While the value of small business loans from conventional lenders is currently 27% lower than in 2011*, SME funding through leasing and asset finance has grown by 125% in the same period. It now makes up 22% of alternative loans to small businesses, compared with just 7% in 2007/8.

Asset finance provides businesses with an alternative to traditional bank loans in the form of affordable, secure finance to buy equipment, vehicles and other fixed assets – typically using the asset itself as collateral.

Growing awareness of this funding route among the small business community saw £2.3bn of loans secured through NACFB members during 2012/13 and boosted the average number of deals written by 59%. Businesses also enjoyed greater access to leasing and asset finance with 11% more NACFB brokers now active in this area.

The value of peer to peer lending and other new forms of small business finance also grew by 80% in the last year. As businesses struggle to access mainstream funding from risk-averse lenders, this alternative route provided them with £501m worth of loans from NACFB members in 2012/13 – the first time in three years this figure has exceeded half a billion pounds.

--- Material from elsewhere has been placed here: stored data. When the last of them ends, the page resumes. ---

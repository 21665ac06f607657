//! Shared response envelope types for API handlers.
//!
//! All API responses use a `{ "data": ... }` envelope. Use [`DataResponse`]
//! instead of ad-hoc `serde_json::json!({ "data": ... })`.

use serde::Serialize;

/// Standard `{ "data": T }` response envelope.
///
/// ```ignore
/// Ok(Json(DataResponse { data: card }))
/// ```
#[derive(Debug, Serialize)]
pub struct DataResponse<T: Serialize> {
    pub data: T,
}
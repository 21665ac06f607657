//! notyetdude API server library.
//!
//! Exposes the building blocks (config, state, error handling, routes) so
//! integration tests and the binary entrypoint can both access them.

pub mod config;
pub mod error;
pub mod handlers;
pub mod middleware;
pub mod query;
pub mod response;
pub mod router;
pub mod routes;
pub mod state;
pub mod views;
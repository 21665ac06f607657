//! Route definitions for the session identity.
//!
//! Mounted at `/session` by `api_routes()`.

use axum::routing::get;
use axum::Router;

use crate::handlers::session;
use crate::state::AppState;

/// ```text
/// GET    /                          -> get_session
/// PUT    /                          -> set_session
/// DELETE /                          -> clear_session
/// ```
pub fn router() -> Router<AppState> {
    Router::new().route(
        "/",
        get(session::get_session)
            .put(session::set_session)
            .delete(session::clear_session),
    )
}
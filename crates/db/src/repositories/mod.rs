//! Repository layer.
//!
//! Each repository is a zero-sized struct providing async methods that
//! accept `&PgPool` as the first argument.

pub mod idea_repo;
pub mod user_repo;

pub use idea_repo::IdeaRepo;
pub use user_repo::UserRepo;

Adam Tyler, CEO of the NACFB commented: “Alternative finance is providing life support to the sickly SME market and will be vital to give it extra impetus to boost the economic recovery.  While the property market has been rejuvenated by the Funding for Lending Scheme and Help to Buy – transforming access to loans on residential property – small businesses have been neglected by mainstream lenders. These figures show that alternative options from leasing and asset finance to peer-to-peer lending are increasingly taking up the slack and plugging a vital gap.”

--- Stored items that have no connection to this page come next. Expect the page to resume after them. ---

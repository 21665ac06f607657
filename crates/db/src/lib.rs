//! Idea Store: PostgreSQL pool, embedded migrations, models and repositories.

use sqlx::migrate::Migrator;
use sqlx::postgres::PgPoolOptions;

pub mod models;
pub mod repositories;

pub type DbPool = sqlx::PgPool;

static MIGRATOR: Migrator = sqlx::migrate!("../../db/migrations");

/// Create a connection pool from a database URL.
pub async fn create_pool(database_url: &str) -> Result<DbPool, sqlx::Error> {
    PgPoolOptions::new()
        .max_connections(10)
        .connect(database_url)
        .await
}

/// Round-trip a trivial query to confirm the database is reachable.
pub async fn health_check(pool: &DbPool) -> Result<(), sqlx::Error> {
    sqlx::query("SELECT 1").execute(pool).await?;
    Ok(())
}

/// Apply the embedded migrations from `db/migrations`.
pub async fn run_migrations(pool: &DbPool) -> Result<(), sqlx::migrate::MigrateError> {
    MIGRATOR.run(pool).await
}

/// Number of embedded migrations not yet recorded as applied.
///
/// A database that has never been migrated has no `_sqlx_migrations`
/// table; every migration counts as pending.
pub async fn pending_migrations(pool: &DbPool) -> Result<usize, sqlx::Error> {
    let tracked: bool =
        sqlx::query_scalar("SELECT to_regclass('_sqlx_migrations') IS NOT NULL")
            .fetch_one(pool)
            .await?;
    let applied: Vec<i64> = if tracked {
        sqlx::query_scalar("SELECT version FROM _sqlx_migrations WHERE success")
            .fetch_all(pool)
            .await?
    } else {
        Vec::new()
    };

    Ok(MIGRATOR
        .iter()
        .filter(|m| !m.migration_type.is_down_migration() && !applied.contains(&m.version))
        .count())
}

Overall funding for small businesses from NACFB members grew by 17% in 2012/13 with an extra £1.5bn of lending pushing the total to £10.5bn. This is a 64% increase from 2008/9 and the largest NACFB contribution to SME funding in the last five years.

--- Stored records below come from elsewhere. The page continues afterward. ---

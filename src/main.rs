use clap::Parser;
use std::path::PathBuf;

use orca::glyph::{DOT_GLYPH, EMPTY_GLYPH};
use orca::midi::{MidiAdapter, MidiSink, MidirSink, NullSink};
use orca::{Engine, Grid};

#[derive(Parser, Debug)]
#[command(name = "orca")]
#[command(version = "0.1.0")]
#[command(about = "Orca grid evaluator", long_about = None)]
struct Args {
    /// Input grid file
    #[arg(required_unless_present = "list_ports")]
    path: Option<PathBuf>,

    /// Send note events to the first available MIDI output port
    #[arg(short, long)]
    use_midi: bool,

    /// Number of frames to evaluate
    #[arg(short, long, default_value_t = 8)]
    frames: usize,

    /// Seed for the random operator
    #[arg(short, long)]
    seed: Option<u64>,

    /// List available MIDI output ports
    #[arg(short = 'L', long)]
    list_ports: bool,
}

fn main() -> Result<(), orca::Error> {
    env_logger::init();
    let args = Args::parse();

    if args.list_ports {
        for name in MidirSink::list_ports("orca")? {
            println!("{}", name);
        }
        return Ok(());
    }

    let path = args.path.expect("path is required when not listing ports");
    let grid = Grid::from_path(&path)?;

    let mut engine = match args.seed {
        Some(seed) => Engine::with_seed(grid, seed),
        None => Engine::new(grid),
    };

    // MIDI is fatal when requested, a stub otherwise.
    let mut sink: Box<dyn MidiSink> = if args.use_midi {
        Box::new(MidirSink::open("orca")?)
    } else {
        Box::new(NullSink)
    };

    let mut adapter = MidiAdapter::new();
    for _ in 0..args.frames {
        engine.tick();
        adapter.pump(engine.grid_mut(), sink.as_mut())?;
    }
    adapter.flush(sink.as_mut())?;

    // Observable-empty substitution: empty cells render as spaces.
    for row in engine.grid().iter_rows() {
        let line: String = row
            .iter()
            .map(|&g| if g == DOT_GLYPH { EMPTY_GLYPH } else { g })
            .collect();
        println!("{}", line);
    }

    Ok(())
}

Buy-to-let continued to account for just under a quarter (23%) of SME funding in 2012/13 with NACFB deals worth £2.4bn to small businesses. Commercial mortgages provided another £2.2bn of funding – including 46% more deals as more businesses explored this route – while invoice finance deals contributed £674m.

The choice of alternative finance options for small businesses through the NACFB reached its highest ever point in 2012/13, with its membership now including 96 lenders – the most on record.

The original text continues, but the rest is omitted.